Party A, in contrast, under Rule 801.14, would aggregate: (a) the FMV of the U.S. rights to the assignment or exclusive license of IP rights it is acquiring relating to the New Compounds; (b) the value of the voting securities being currently acquired; and (c) the FMV of the exclusive IP rights in the U.S. relating to Compound X. If the aggregated value of those assets and voting securities exceeds $50 million (as adjusted), Party A would be obligated to notify. This notification would include notification as to (c), even though Party A's exclusive right to commercialize Compound X in the U.S. attaches after Party A achieves its first regulatory approval for Compound X in North America- in other words, Party A would not be subject to any additional filing in the future related to Compound X, if and when Party A achieves its first regulatory approval for . Compound X in North America. And, as with Party B, there would be no requirement that Party A analyze or revisit in the future its acquisition of rights relating to the New Compounds, when and ifNew Compounds might actually be identified and commercialized by Party B.

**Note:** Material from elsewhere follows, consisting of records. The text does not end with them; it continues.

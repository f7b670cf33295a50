//! Noise-based augmentation of generated examples.
//!
//! Every original example is kept and followed by `factor` noisy variants.
//! Descriptors get Gaussian noise clamped to [-3, 3], physical traits and
//! color targets get smaller noise clamped to [0, 1], and the random seed is
//! redrawn outright. Descriptors are not re-standardized afterwards.

use rand::rngs::StdRng;
use rand::{Rng, SeedableRng};
use rand_distr::{Distribution, Normal};
use rayon::prelude::*;
use serde::{Deserialize, Serialize};
use tracing::info;

use super::dataset::{Dataset, TrainingExample};
use crate::error::{PaletteError, PaletteResult};
use crate::features::{FeatureLayout, RandomSeed};

/// Bound applied to augmented descriptor values
pub const DESCRIPTOR_CLAMP: f32 = 3.0;

#[derive(Debug, Clone, Copy, PartialEq, Serialize, Deserialize)]
pub struct AugmentationConfig {
    /// Variants generated per original example
    pub factor: usize,
    pub descriptor_sigma: f32,
    pub physical_sigma: f32,
    pub color_sigma: f32,
}

impl Default for AugmentationConfig {
    fn default() -> Self {
        Self {
            factor: 5,
            descriptor_sigma: 0.1,
            physical_sigma: 0.05,
            color_sigma: 0.03,
        }
    }
}

impl AugmentationConfig {
    pub fn with_factor(factor: usize) -> Self {
        Self {
            factor,
            ..Self::default()
        }
    }
}

/// Applies an [`AugmentationConfig`] to datasets.
#[derive(Debug, Clone, Copy)]
pub struct Augmenter {
    config: AugmentationConfig,
    descriptor_noise: Normal<f32>,
    physical_noise: Normal<f32>,
    color_noise: Normal<f32>,
}

impl Augmenter {
    pub fn new(config: AugmentationConfig) -> PaletteResult<Self> {
        Ok(Self {
            config,
            descriptor_noise: noise("descriptor_sigma", config.descriptor_sigma)?,
            physical_noise: noise("physical_sigma", config.physical_sigma)?,
            color_noise: noise("color_sigma", config.color_sigma)?,
        })
    }

    pub fn config(&self) -> &AugmentationConfig {
        &self.config
    }

    /// Return the originals, each followed by its noisy variants.
    ///
    /// Every example is validated before any noise is drawn; a wrong-length
    /// feature vector or target aborts the whole call.
    pub fn augment<R: Rng + ?Sized>(&self, dataset: &Dataset, rng: &mut R) -> PaletteResult<Dataset> {
        dataset.validate()?;
        if self.config.factor == 0 {
            return Ok(dataset.clone());
        }

        let layout = dataset.layout();
        let seeds: Vec<u64> = (0..dataset.len()).map(|_| rng.gen::<u64>()).collect();

        let groups: Vec<Vec<TrainingExample>> = dataset
            .examples()
            .par_iter()
            .zip(seeds.par_iter())
            .map(|(example, &seed)| {
                let mut sample_rng = StdRng::seed_from_u64(seed);
                let mut group = Vec::with_capacity(self.config.factor + 1);
                group.push(example.clone());
                for _ in 0..self.config.factor {
                    group.push(self.variant_of(example, layout, &mut sample_rng));
                }
                group
            })
            .collect();

        let augmented =
            Dataset::from_examples(layout, groups.into_iter().flatten().collect())?;
        info!(
            "Augmented {} examples into {} (factor {})",
            dataset.len(),
            augmented.len(),
            self.config.factor
        );
        Ok(augmented)
    }

    /// One noisy copy of an already validated example.
    fn variant_of<R: Rng + ?Sized>(
        &self,
        example: &TrainingExample,
        layout: FeatureLayout,
        rng: &mut R,
    ) -> TrainingExample {
        let mut features = example.features.clone();

        for value in &mut features[layout.descriptor_range()] {
            *value = (*value + self.descriptor_noise.sample(rng))
                .clamp(-DESCRIPTOR_CLAMP, DESCRIPTOR_CLAMP);
        }
        if let Some(range) = layout.physical_range() {
            for value in &mut features[range] {
                *value = (*value + self.physical_noise.sample(rng)).clamp(0.0, 1.0);
            }
        }
        if let Some(range) = layout.seed_range() {
            features[range].copy_from_slice(&RandomSeed::generate(rng).0);
        }

        let target = example
            .target
            .iter()
            .map(|v| (v + self.color_noise.sample(rng)).clamp(0.0, 1.0))
            .collect();

        TrainingExample::new(features, target, example.emotion)
    }
}

fn noise(parameter: &str, sigma: f32) -> PaletteResult<Normal<f32>> {
    if !sigma.is_finite() || sigma < 0.0 {
        return Err(PaletteError::invalid_parameter(
            parameter,
            sigma,
            "must be finite and non-negative",
        ));
    }
    Normal::new(0.0, sigma)
        .map_err(|e| PaletteError::invalid_parameter(parameter, sigma, e.to_string()))
}

#[cfg(test)]
mod tests {
    use super::*;
    use crate::color::TARGET_DIM;
    use crate::data::DatasetBuilder;
    use crate::emotion::{Emotion, EmotionColorMapping};
    use crate::features::{DESCRIPTOR_DIM, ENHANCED_DIM};
    use crate::variant::Variant;

    fn generated(variant: Variant, samples: usize) -> Dataset {
        let mapping = EmotionColorMapping::builtin().unwrap();
        DatasetBuilder::new(variant, samples)
            .build(&mapping, &mut StdRng::seed_from_u64(11))
            .unwrap()
    }

    #[test]
    fn originals_are_followed_by_variants() {
        let dataset = generated(Variant::Enhanced, 2);
        let augmenter = Augmenter::new(AugmentationConfig::with_factor(3)).unwrap();
        let augmented = augmenter
            .augment(&dataset, &mut StdRng::seed_from_u64(5))
            .unwrap();

        assert_eq!(augmented.len(), dataset.len() * 4);
        for (i, original) in dataset.iter().enumerate() {
            let group = &augmented.examples()[i * 4..(i + 1) * 4];
            assert_eq!(&group[0], original);
            assert!(group.iter().all(|e| e.emotion == original.emotion));
            assert_ne!(group[1].features, original.features);
        }
    }

    #[test]
    fn values_stay_in_bounds() {
        let dataset = generated(Variant::Enhanced, 3);
        let config = AugmentationConfig {
            factor: 4,
            descriptor_sigma: 2.0,
            physical_sigma: 0.5,
            color_sigma: 0.5,
        };
        let augmented = Augmenter::new(config)
            .unwrap()
            .augment(&dataset, &mut StdRng::seed_from_u64(8))
            .unwrap();

        for example in augmented.iter() {
            assert!(example.features[..128].iter().all(|v| v.abs() <= DESCRIPTOR_CLAMP));
            assert!(example.features[128..].iter().all(|v| (0.0..=1.0).contains(v)));
            assert!(example.target.iter().all(|v| (0.0..=1.0).contains(v)));
        }
    }

    #[test]
    fn zero_factor_is_identity() {
        let dataset = generated(Variant::Basic, 2);
        let augmented = Augmenter::new(AugmentationConfig::with_factor(0))
            .unwrap()
            .augment(&dataset, &mut StdRng::seed_from_u64(1))
            .unwrap();
        assert_eq!(augmented, dataset);
    }

    #[test]
    fn zero_sigmas_only_redraw_the_seed() {
        let dataset = generated(Variant::Enhanced, 1);
        let config = AugmentationConfig {
            factor: 1,
            descriptor_sigma: 0.0,
            physical_sigma: 0.0,
            color_sigma: 0.0,
        };
        let augmented = Augmenter::new(config)
            .unwrap()
            .augment(&dataset, &mut StdRng::seed_from_u64(2))
            .unwrap();

        let (original, variant) = (&augmented.examples()[0], &augmented.examples()[1]);
        for (a, b) in original.features[..128].iter().zip(&variant.features[..128]) {
            assert_eq!(a.clamp(-DESCRIPTOR_CLAMP, DESCRIPTOR_CLAMP), *b);
        }
        assert_eq!(original.features[128..143], variant.features[128..143]);
        assert_ne!(original.features[143..], variant.features[143..]);
        assert_eq!(original.target, variant.target);
    }

    #[test]
    fn wrong_length_rows_fail_loudly() {
        // Bypass push validation the way a deserialized file would
        let json = serde_json::json!({
            "layout": "enhanced",
            "examples": [{
                "features": vec![0.0f32; DESCRIPTOR_DIM],
                "target": vec![0.5f32; TARGET_DIM],
                "emotion": "happy"
            }]
        });
        let dataset: Dataset = serde_json::from_value(json).unwrap();
        let err = Augmenter::new(AugmentationConfig::default())
            .unwrap()
            .augment(&dataset, &mut StdRng::seed_from_u64(0))
            .unwrap_err();
        assert!(matches!(
            err,
            PaletteError::DimensionMismatch {
                expected: ENHANCED_DIM,
                got: DESCRIPTOR_DIM,
                ..
            }
        ));
    }

    #[test]
    fn negative_sigma_is_rejected() {
        let config = AugmentationConfig {
            color_sigma: -0.1,
            ..AugmentationConfig::default()
        };
        assert!(matches!(
            Augmenter::new(config),
            Err(PaletteError::InvalidParameter { .. })
        ));
    }

    #[test]
    fn labels_are_preserved() {
        let dataset = generated(Variant::Basic, 1);
        let augmented = Augmenter::new(AugmentationConfig::with_factor(2))
            .unwrap()
            .augment(&dataset, &mut StdRng::seed_from_u64(4))
            .unwrap();
        let happy = augmented
            .iter()
            .filter(|e| e.emotion == Emotion::Happy)
            .count();
        assert_eq!(happy, 3);
    }
}
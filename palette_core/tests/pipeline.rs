use face_palette_core::color::basic_variation;
use face_palette_core::features::{raw_descriptor, PHYSICAL_DIM};
use face_palette_core::{
    evaluate, generate_training_set, hex_to_rgb, log_dataset_summary, rgb_to_hex,
    AugmentationConfig, Augmenter, ColorCharacteristics, DatasetBuilder, DiversityLoss, Emotion,
    EmotionColorMapping, FeatureLayout, FeatureSynthesizer, PaletteError, PaletteLoss,
    PipelineConfig, Variant,
};
use rand::rngs::StdRng;
use rand::SeedableRng;

const FIVE_EMOTIONS: [Emotion; 5] = [
    Emotion::Happy,
    Emotion::Sad,
    Emotion::Angry,
    Emotion::Fearful,
    Emotion::Surprised,
];

fn mean_and_std(values: &[f32]) -> (f32, f32) {
    let n = values.len() as f32;
    let mean = values.iter().sum::<f32>() / n;
    let var = values.iter().map(|v| (v - mean) * (v - mean)).sum::<f32>() / n;
    (mean, var.sqrt())
}

#[test]
fn hex_conversion_fixed_points() {
    assert_eq!(hex_to_rgb("#FF0000").unwrap(), [1.0, 0.0, 0.0]);
    assert_eq!(hex_to_rgb("#000000").unwrap(), [0.0, 0.0, 0.0]);
    assert!(matches!(
        hex_to_rgb("#ZZZZZZ"),
        Err(PaletteError::InvalidColorFormat { .. })
    ));
    assert_eq!(rgb_to_hex([1.0, 0.0, 0.0]), "#FF0000");
}

#[test]
fn descriptors_are_standardized_for_every_emotion() {
    let mut rng = StdRng::seed_from_u64(2024);
    let synth = FeatureSynthesizer::new(FeatureLayout::Enhanced);
    for emotion in Emotion::ALL {
        for _ in 0..10 {
            let features = synth.synthesize(emotion, &mut rng);
            let (mean, std) = mean_and_std(&features.descriptor);
            assert!(mean.abs() < 1e-4, "{emotion}: mean {mean}");
            assert!((std - 1.0).abs() < 1e-3, "{emotion}: std {std}");

            let physical = features.physical().unwrap().to_array();
            assert_eq!(physical.len(), PHYSICAL_DIM);
            assert!(physical.iter().all(|v| (0.0..=1.0).contains(v)));
        }
    }
}

#[test]
fn happy_raw_descriptor_is_lifted() {
    let mut rng = StdRng::seed_from_u64(17);
    for _ in 0..20 {
        let raw = raw_descriptor(Emotion::Happy, &mut rng);
        assert!(raw.iter().all(|&x| x >= 0.2));
    }
}

#[test]
fn zero_brightness_hits_the_floor() {
    let mapping = EmotionColorMapping::builtin().unwrap();
    let characteristics = ColorCharacteristics::new(0.0, 0.9, 0.0).unwrap();
    for profile in mapping.profiles() {
        for palette in &profile.palettes {
            let out = basic_variation(palette.rgb(), &characteristics);
            assert!(out.iter().all(|v| (v - 0.1).abs() < 1e-6));
        }
    }
}

#[test]
fn five_emotions_forty_samples_factor_five() {
    let mapping = EmotionColorMapping::builtin()
        .unwrap()
        .restricted_to(&FIVE_EMOTIONS)
        .unwrap();
    let mut rng = StdRng::seed_from_u64(42);

    let base = DatasetBuilder::new(Variant::Enhanced, 40)
        .build(&mapping, &mut rng)
        .unwrap();
    assert_eq!(base.len(), 200);

    let augmented = Augmenter::new(AugmentationConfig::with_factor(5))
        .unwrap()
        .augment(&base, &mut rng)
        .unwrap();
    assert_eq!(augmented.len(), 1200);

    let (x, y) = augmented.to_arrays().unwrap();
    assert_eq!(x.nrows(), 1200);
    assert_eq!(y.nrows(), 1200);
    assert_eq!(x.ncols(), 148);
    assert!(y.iter().all(|v| (0.0..=1.0).contains(v)));

    let summary = augmented.summary();
    assert_eq!(summary.emotion_counts.len(), 5);
    assert!(summary.emotion_counts.values().all(|&count| count == 240));
}

#[test]
fn augmentation_size_law_holds_for_several_factors() {
    let mapping = EmotionColorMapping::builtin().unwrap();
    let base = DatasetBuilder::new(Variant::Basic, 2)
        .build(&mapping, &mut StdRng::seed_from_u64(5))
        .unwrap();

    for factor in 0..4 {
        let augmented = Augmenter::new(AugmentationConfig::with_factor(factor))
            .unwrap()
            .augment(&base, &mut StdRng::seed_from_u64(factor as u64))
            .unwrap();
        assert_eq!(augmented.len(), base.len() * (factor + 1));
        if factor == 0 {
            assert_eq!(augmented, base);
        }
    }
}

#[test]
fn configured_pipeline_is_reproducible() {
    let toml = r#"
        [generation]
        variant = "enhanced"
        samples_per_emotion = 3
        seed = 99
        emotions = ["happy", "neutral"]

        [augmentation]
        factor = 2
    "#;
    let config = PipelineConfig::from_str(toml).unwrap();
    let mapping = EmotionColorMapping::builtin().unwrap();

    let first = generate_training_set(&config, &mapping).unwrap();
    let second = generate_training_set(&config, &mapping).unwrap();
    assert_eq!(first.len(), 2 * 3 * 3);
    assert_eq!(first, second);
}

#[test]
fn configured_emotion_missing_from_mapping_is_an_error() {
    let config = PipelineConfig::from_str("[generation]\nemotions = [\"happy\"]").unwrap();
    let mapping = EmotionColorMapping::builtin()
        .unwrap()
        .restricted_to(&[Emotion::Sad])
        .unwrap();

    let err = generate_training_set(&config, &mapping).unwrap_err();
    assert!(matches!(
        err,
        PaletteError::EmotionNotInMapping {
            emotion: Emotion::Happy
        }
    ));
}

#[test]
fn loss_and_metrics_on_generated_targets() {
    let mapping = EmotionColorMapping::builtin().unwrap();
    let dataset = DatasetBuilder::new(Variant::Enhanced, 5)
        .build(&mapping, &mut StdRng::seed_from_u64(8))
        .unwrap();
    let (_, y) = dataset.to_arrays().unwrap();

    let loss = DiversityLoss::enhanced();
    let breakdown = loss.breakdown(y.view(), y.view()).unwrap();
    assert_eq!(breakdown.reconstruction, 0.0);
    assert!(breakdown.total > 0.0);

    let grey = y.mapv(|_| 0.5);
    let collapsed = loss.loss(y.view(), grey.view()).unwrap();
    assert!(collapsed > breakdown.total);

    let metrics = evaluate(y.view(), y.view()).unwrap();
    assert_eq!(metrics.mse, 0.0);
    assert!(metrics.unique_colors > 1);
}

#[test]
fn summaries_are_logged_as_json_lines() {
    let dir = tempfile::tempdir().unwrap();
    let path = dir.path().join("dataset.jsonl");
    let mapping = EmotionColorMapping::builtin().unwrap();
    let dataset = DatasetBuilder::new(Variant::Enhanced, 1)
        .build(&mapping, &mut StdRng::seed_from_u64(1))
        .unwrap();

    log_dataset_summary(&path, "generated", &dataset.summary()).unwrap();
    let contents = std::fs::read_to_string(&path).unwrap();
    let record: serde_json::Value = serde_json::from_str(contents.trim()).unwrap();
    assert_eq!(record["summary"]["feature_dim"], 148);
}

Party A would not cross a notification threshold for the acquisition of voting securities with the first voting securities acquisition (although the value of that acquisition still gets counted for filing fee threshold purposes). Party A would (likely) cross a notification threshold for the acquisition of voting securities if and when the second tranche is acquired, but that would be after one year. Under Informal Interpretation 1003002 (http://www.ftc.gov/enlforcement/premerger-notification-program/informal-interpretations/1003002), it appears that Party A would have a second filing obligation at the time of the second tranche acquisition, in order to cross a notification threshold for the acquisition of voting securities, despite the fact Party A had already notified the first voting securities acquisition.
Are we reading correctly the referenced Informal Notifications, in combination with the FTC's 2013 guidance regarding the transfer of "all commercially significant rights" to a pharmaceutical patent?